Tom Milner-Gulland - The brain
No mention of Descartes' seat of the soul, the pineal gland, nor the neaby - and absolutely crucial from a functional point of view - hypothalamus, which is where I myself reckon the seat of the soul to reside. It might be of interest that the optic nerve is part of the central, not the peripheral nervous system. This could, in one line of thinking, preclude it from being featured on the mental map that takes the form of the spatial organisation of the human sensibility and which is co-ordinated by the sense of proprioception. So visual data impresses itself directly upon the mind, and it is only because its very content suggests the location of the sensory organ that the percipient has the notion, by virtue merely of using them, of where his eyes actually are. The faculty of visualisation (upon which visual data impress themselves), may be understood as being the basis of self-consciousness, because it is through visualisation that the map of the peripheral nervous system is realised, each sensory signal being identified by the mind's momentarily visualising the body as a complete image (as in the preconconscious construct that is, in Merleau Ponty's phrasing, a 'body image'), and in my thinking this gives all sensation originating in the peripheral nervous system its basic, bodily identity, thus affording feelings of pain and so on their penetrative quality in the mind.

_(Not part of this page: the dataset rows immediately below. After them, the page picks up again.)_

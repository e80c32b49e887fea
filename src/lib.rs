//! Trial analyzer - performance analysis for collaborative-editing benchmarks
//!
//! Turns a directory of independently clocked per-client logs into a
//! calibrated trial window, per-client CPU and network usage, and
//! end-to-end operation latencies with percentile statistics.
//!
//! Pipeline for one trial: [`window`] → [`sampler`] → [`latency`], driven
//! by [`trial`]; [`aggregate`] runs trials until enough are accepted and
//! [`report`] writes the summary.

pub mod aggregate;
pub mod cli;
pub mod config;
pub mod error;
pub mod event;
pub mod interface;
pub mod latency;
pub mod log_reader;
pub mod report;
pub mod sampler;
pub mod stats;
pub mod trial;
pub mod window;

pub use error::{AnalysisError, Result};
use anyhow::{Context, Result};
use clap::Parser;
use trial_analyzer::{aggregate, cli::Cli, report};
use tracing_subscriber::EnvFilter;

/// Initialize the tracing subscriber; progress goes to stderr
fn init_tracing(debug: bool) {
    let filter = if debug {
        EnvFilter::from_default_env().add_directive(tracing::Level::TRACE.into())
    } else {
        EnvFilter::try_from_default_env().unwrap_or_else(|_| EnvFilter::new("info"))
    };
    tracing_subscriber::fmt()
        .with_env_filter(filter)
        .with_writer(std::io::stderr)
        .init();
}

fn main() -> Result<()> {
    let args = Cli::parse();

    init_tracing(args.debug);

    let config = args.to_config()?;

    let summary = aggregate::run(&config)
        .with_context(|| format!("Failed to analyze trials of {}", config.bench_name()))?;

    report::print_summary(&summary);
    report::append_jsonl(&args.output, &summary)
        .with_context(|| format!("Failed to write results to {}", args.output.display()))?;

    Ok(())
}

Catherine Thorn - something to add to "The brain:
I'd like to add a couple of points which may be of interest.First, it was long before Aristotle that ancient Greeks considered the heart to be the organ of thought. This concept can be found in Homer; for example, in Book 10 of the Odyssey line 151, Odysseus thinks in his "phren", which (according to Liddell & Scott's Lexicon) in Homeric Greek means "the parts around the heart, the breast". As the Lexicon also shows, this word "phren" is used in lots of compound words concerning the mind - and is of course the origin of our word "phrenology". As a separate point, it seems that the ancient Celts did have a special regard for the head that appears to indicate that they saw it as the seat of the mind. In his book "The Ancient Celts" Barry Cunliffe refers to the "recurring theme" of "the cult of the severed head" in sculptures found in southern France - see pages 127 to 128. He returns to consider the head in the context of religious practices on pages 209 to 210; he deduces that "to own and to display a distinguished head was to retain and control the power of the dead person". This idea also crops up in various "Celtic" legends; for instance, the talismanic power of the severed head of dead king Bran in the Mabinogion, and the ability of the severed head of the dead Cuchulainn to split the rock on which it has been placed and bury itself within it.

Dave Nicholson
Serious point.Why people bang on about Oxbridge entrance being so desirable when there are brilliant lecturers at most other Universities don’t know.The contributors today were outstanding.Jokey point.I am a Terry Prachett fan. Other fans want to get him a knighthood, I want him, Ian Stewart, and Jack Cohen, on the programme one day talking about science fantasy.I have asked before. Ian Stewart has been on. The three write Science of Diskworld books by them.Terry has invented retro-phrenology. Phrenology got a mention. With retro-phrenology you describe what characteristics you want and an expert retro-phrenologist gives you the appropriate bumps.